Deb Hebert has been involved in life-or-death situations and weathered the fury of hurricanes, but she has seldom been in a situation as exhilarating or draining as the one she faced during the Mississippi Gulf Coast Billfish Classic (MCGBC).
Hebert, an emergency room doctor and lieutenant colonel who has flown with the Keesler Air Force Base’s famed Hurricane Hunters, hooked into the first blue marlin of her two-year fishing career on the Iona Louise, the boat owned by Joe Hudson, her boyfriend, based out of Montgomery, Alabama.
More than three hours later, the petite Hebert prevailed over the big fish and the 127-1/2-inch blue marlin was boated. When Iona Louise and crew weighed in at Biloxi’s Golden Nugget Casino and Point Cadet Marina, the huge marlin registered 843.7 pounds.

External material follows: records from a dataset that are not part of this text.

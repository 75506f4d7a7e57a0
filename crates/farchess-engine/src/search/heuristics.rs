//! Killer, history, counter-move, and continuation-history tables for
//! quiet-move ordering. `HashMap` lookups keyed by [`Coord`] stand in for a
//! fixed 0-63-square array, since there is no fixed square count to size
//! an array over.

use std::collections::HashMap;

use farchess_core::{Coord, Move, RawType};

use crate::search::negamax::MAX_PLY;
use crate::search::ordering::{move_key, MoveKey};

const HISTORY_MAX: i32 = 16_384;

fn gravity_update(entry: &mut i32, magnitude: i32) {
    *entry += magnitude - (*entry * magnitude.abs()) / HISTORY_MAX;
    *entry = (*entry).clamp(-HISTORY_MAX, HISTORY_MAX);
}

/// Two quiet killer moves per ply: moves that caused a beta cutoff without
/// capturing anything, tried early at sibling nodes of the same ply.
#[derive(Debug, Clone)]
pub struct KillerTable {
    slots: Vec<[Option<MoveKey>; 2]>,
}

impl Default for KillerTable {
    fn default() -> Self {
        Self::new()
    }
}

impl KillerTable {
    pub fn new() -> Self {
        KillerTable { slots: vec![[None, None]; MAX_PLY] }
    }

    pub fn clear(&mut self) {
        self.slots.iter_mut().for_each(|s| *s = [None, None]);
    }

    /// Shift slot 0 into slot 1 and store `mv` as the new slot 0, unless
    /// it's already the top killer.
    pub fn store(&mut self, ply: usize, mv: &Move) {
        let Some(bucket) = self.slots.get_mut(ply) else { return };
        let key = move_key(mv);
        if bucket[0] == Some(key) {
            return;
        }
        bucket[1] = bucket[0];
        bucket[0] = Some(key);
    }

    pub fn is_killer(&self, ply: usize, mv: &Move) -> bool {
        let Some(bucket) = self.slots.get(ply) else { return false };
        let key = move_key(mv);
        bucket[0] == Some(key) || bucket[1] == Some(key)
    }
}

/// Butterfly history: how often a (piece, destination) quiet move has
/// caused a cutoff, weighted by the depth it happened at. Scores saturate
/// at [`HISTORY_MAX`] via a gravity update so one early blowout can't
/// permanently dominate ordering.
#[derive(Debug, Clone, Default)]
pub struct HistoryTable {
    table: HashMap<(RawType, Coord), i32>,
}

impl HistoryTable {
    pub fn new() -> Self {
        Self::default()
    }

    pub fn clear(&mut self) {
        self.table.clear();
    }

    pub fn update_good(&mut self, piece: RawType, to: Coord, depth: u8) {
        let bonus = i32::from(depth) * i32::from(depth);
        gravity_update(self.table.entry((piece, to)).or_insert(0), bonus);
    }

    pub fn update_bad(&mut self, piece: RawType, to: Coord, depth: u8) {
        let penalty = i32::from(depth) * i32::from(depth);
        gravity_update(self.table.entry((piece, to)).or_insert(0), -penalty);
    }

    pub fn score(&self, piece: RawType, to: Coord) -> i32 {
        self.table.get(&(piece, to)).copied().unwrap_or(0)
    }

    /// Decay every entry by 10% between iterative-deepening depths so stale
    /// history from shallow iterations fades rather than entrenching.
    pub fn decay(&mut self) {
        for value in self.table.values_mut() {
            *value = (*value * 9) / 10;
        }
    }
}

/// One best reply per (previous piece, previous destination) pair — tried
/// right after killers since it predicts the opponent's likely follow-up
/// better than plain history does.
#[derive(Debug, Clone, Default)]
pub struct CounterMoveTable {
    table: HashMap<(RawType, Coord), MoveKey>,
}

impl CounterMoveTable {
    pub fn new() -> Self {
        Self::default()
    }

    pub fn clear(&mut self) {
        self.table.clear();
    }

    pub fn store(&mut self, prev_piece: RawType, prev_to: Coord, mv: &Move) {
        self.table.insert((prev_piece, prev_to), move_key(mv));
    }

    pub fn is_counter(&self, prev_piece: RawType, prev_to: Coord, mv: &Move) -> bool {
        self.table.get(&(prev_piece, prev_to)) == Some(&move_key(mv))
    }
}

/// History indexed by the (piece, destination) pair two plies apart: does
/// this quiet move tend to work well right after that one did. Catches
/// follow-up patterns (a rook lift after a pawn push, say) that plain
/// butterfly history can't see since it only looks at the move itself.
#[derive(Debug, Clone, Default)]
pub struct ContinuationHistory {
    table: HashMap<(RawType, Coord, RawType, Coord), i32>,
}

impl ContinuationHistory {
    pub fn new() -> Self {
        Self::default()
    }

    pub fn clear(&mut self) {
        self.table.clear();
    }

    fn key(prev_piece: RawType, prev_to: Coord, piece: RawType, to: Coord) -> (RawType, Coord, RawType, Coord) {
        (prev_piece, prev_to, piece, to)
    }

    pub fn update_good(&mut self, prev_piece: RawType, prev_to: Coord, piece: RawType, to: Coord, depth: u8) {
        let bonus = i32::from(depth) * i32::from(depth);
        gravity_update(self.table.entry(Self::key(prev_piece, prev_to, piece, to)).or_insert(0), bonus);
    }

    pub fn update_bad(&mut self, prev_piece: RawType, prev_to: Coord, piece: RawType, to: Coord, depth: u8) {
        let penalty = i32::from(depth) * i32::from(depth);
        gravity_update(self.table.entry(Self::key(prev_piece, prev_to, piece, to)).or_insert(0), -penalty);
    }

    pub fn score(&self, prev_piece: RawType, prev_to: Coord, piece: RawType, to: Coord) -> i32 {
        self.table.get(&Self::key(prev_piece, prev_to, piece, to)).copied().unwrap_or(0)
    }
}

#[cfg(test)]
mod tests {
    use super::*;
    use farchess_core::{generate_move, Board, MoveDraft};

    fn draft_move(board: &Board, start: (i64, i64), end: (i64, i64)) -> Move {
        generate_move(board, MoveDraft { start: Coord::new(start.0, start.1), end: Coord::new(end.0, end.1), promotion: None }).unwrap()
    }

    #[test]
    fn killer_store_then_recognized() {
        let board = Board::starting_position();
        let mv = draft_move(&board, (5, 2), (5, 4));
        let mut killers = KillerTable::new();
        assert!(!killers.is_killer(3, &mv));
        killers.store(3, &mv);
        assert!(killers.is_killer(3, &mv));
    }

    #[test]
    fn killer_shifts_older_into_second_slot() {
        let board = Board::starting_position();
        let first = draft_move(&board, (5, 2), (5, 4));
        let second = draft_move(&board, (2, 2), (2, 3));
        let mut killers = KillerTable::new();
        killers.store(1, &first);
        killers.store(1, &second);
        assert!(killers.is_killer(1, &first));
        assert!(killers.is_killer(1, &second));
    }

    #[test]
    fn killer_store_is_idempotent_for_repeat_move() {
        let board = Board::starting_position();
        let mv = draft_move(&board, (5, 2), (5, 4));
        let other = draft_move(&board, (2, 2), (2, 3));
        let mut killers = KillerTable::new();
        killers.store(0, &mv);
        killers.store(0, &mv);
        assert!(killers.is_killer(0, &mv));
        assert!(!killers.is_killer(0, &other));
    }

    #[test]
    fn history_rewards_and_decays() {
        let mut history = HistoryTable::new();
        history.update_good(RawType::Knight, Coord::new(3, 3), 4);
        let boosted = history.score(RawType::Knight, Coord::new(3, 3));
        assert!(boosted > 0);
        history.decay();
        assert!(history.score(RawType::Knight, Coord::new(3, 3)) < boosted);
    }

    #[test]
    fn history_saturates_at_max() {
        let mut history = HistoryTable::new();
        for _ in 0..1000 {
            history.update_good(RawType::Queen, Coord::new(5, 5), 20);
        }
        assert!(history.score(RawType::Queen, Coord::new(5, 5)) <= HISTORY_MAX);
    }

    #[test]
    fn counter_move_round_trips() {
        let board = Board::starting_position();
        let reply = draft_move(&board, (5, 2), (5, 4));
        let mut counters = CounterMoveTable::new();
        counters.store(RawType::Knight, Coord::new(6, 3), &reply);
        assert!(counters.is_counter(RawType::Knight, Coord::new(6, 3), &reply));
        assert!(!counters.is_counter(RawType::Knight, Coord::new(6, 4), &reply));
    }

    #[test]
    fn continuation_history_independent_per_pair() {
        let mut cont = ContinuationHistory::new();
        cont.update_good(RawType::Pawn, Coord::new(4, 4), RawType::Knight, Coord::new(3, 5), 3);
        assert!(cont.score(RawType::Pawn, Coord::new(4, 4), RawType::Knight, Coord::new(3, 5)) > 0);
        assert_eq!(cont.score(RawType::Pawn, Coord::new(4, 4), RawType::Knight, Coord::new(3, 6)), 0);
    }
}
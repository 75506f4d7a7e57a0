//! Worker protocol errors.

use farchess_core::{MoveError, NotationError};

/// Errors that can occur while framing or decoding a worker message.
///
/// Every variant here is recoverable: the worker logs it with `warn!` and
/// moves on to the next line, per the protocol's "no structured failure
/// channel" contract. A [`farchess_core::CoreError::Invariant`] surfacing
/// from search is a different, fatal class this type deliberately does not
/// model — that one halts the process instead of being caught here.
#[derive(Debug, thiserror::Error)]
pub enum WorkerError {
    /// A line of input was not valid JSON, or didn't match the expected
    /// `{ lf: ... }` shape.
    #[error("malformed worker message: {0}")]
    Protocol(#[from] serde_json::Error),

    /// The `lf` payload's position notation failed to parse.
    #[error("invalid position notation: {0}")]
    Notation(#[from] NotationError),

    /// The `lf` payload named a turn other than `"w"`/`"b"`.
    #[error("unrecognized turn marker: {found}")]
    UnknownTurn { found: String },

    /// No legal move exists from the decoded position (checkmate or
    /// stalemate) — not an error exactly, but the worker has nothing to
    /// reply with beyond logging it.
    #[error("no legal move from the supplied position")]
    NoLegalMove,

    /// A move built during search failed to apply against the position it
    /// was generated from.
    #[error("move application failed: {0}")]
    Move(#[from] MoveError),

    /// An I/O error occurred while reading from stdin or writing to stdout.
    #[error("I/O error: {source}")]
    Io {
        #[from]
        source: std::io::Error,
    },
}
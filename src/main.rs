use std::io::{stdin, stdout};

use anyhow::Result;
use tracing::error;

use farchess_worker::{Worker, WorkerConfig};

fn main() -> Result<()> {
    tracing_subscriber::fmt::init();

    let config = WorkerConfig::from_env();
    let mut worker = Worker::new(config);

    if let Err(err) = worker.run(stdin().lock(), stdout().lock()) {
        error!(%err, "worker loop exited with an error");
        return Err(err.into());
    }

    Ok(())
}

“This was one of the most exciting experiences I’ve ever had,” said Hebert, a fitness buff who has completed 13 marathons. “It was incredible. I’ve only been fishing for two years and this was my first blue marlin. I’ve caught and tagged white marlin, but this is my first blue.”
Despite being in top physical condition, Hebert said the three-plus-hour fight posed a new set of challenges for her body.
“My arms are so sore, I can hardly straighten them out,” she said. “I’ve got bruises today that I didn’t even know I was getting when I was fighting the fish.”
Hebert, who works in the ER at South Baldwin Medical Center in Foley, Alabama, wasn’t finished, though. After the boat weighed in the blue marlin, the 68-foot Hatteras headed back out in the Gulf of Mexico, where Hebert tagged a white marlin and caught a 38.6-pound dolphin that finished in third place.
At Sunday’s awards banquet, Hebert was honored as Lady Angler of the event. The 843.7-pound blue was the largest marlin caught by a female angler in the tournament’s 18-year history. Iona Louise, which took home $195,000 from the $1.1 million purse, also won the top crew award and will represent the MGCBC in the Offshore World Championship next year.
Andy Ryan of Memphis, fishing with friends aboard Patience out of Orange Beach, Alabama, took second in the marlin division with a blue that hit 680.1 pounds on the scales.
The perseverance award had to go to Tim Falzone and the team of Reel Worthless, a 64-foot Viking based out of Brandon, Mississippi. The boat caught on fire at the Point Cadet dock before the tournament started and suffered extensive damage, which left the crew dead in the water until they teamed up with Reel Fuelish, a 60-foot Skulley. Despite the fact the new boat wasn’t optimized for big-game fishing, Falzone managed to land a 539.1-pound blue that was worth $142,660 in cash and prizes.
Conundrum, a 61-foot Viking out of Orange Beach, took the catch-and-release title with 1,200 points after releasing two blue marlin.
Seven yellowfin tuna that surpassed the 100-pound mark were weighed in during Saturday’s final round. Leading the way was Brian Replogle on Blue Smoker out of Orange Beach. Replogle’s tuna weighed 173.3 pounds, followed by a 158.5-pound yellowfin caught by Bradley Dudly on Rise Up out of Destin, Florida. Jason Benton on Don’t Blink out of Sandestin landed the third-place tuna at 147.4.
The top two places in the dolphin division went to Bloodsport, a 38-foot Luhrs out of Orange Beach. Brad Laquer’s fish weighed 43.3, while Pip Aljazra weighed in a 39.9-pounder.
In the wahoo division, Jimmy Reynolds on Marlin Darlin prevailed with a 67.5-pounder, followed by lady angler Taylor Harvey on Four Reel at 66.3, and James Calloway on Cotton Patch at 61.3.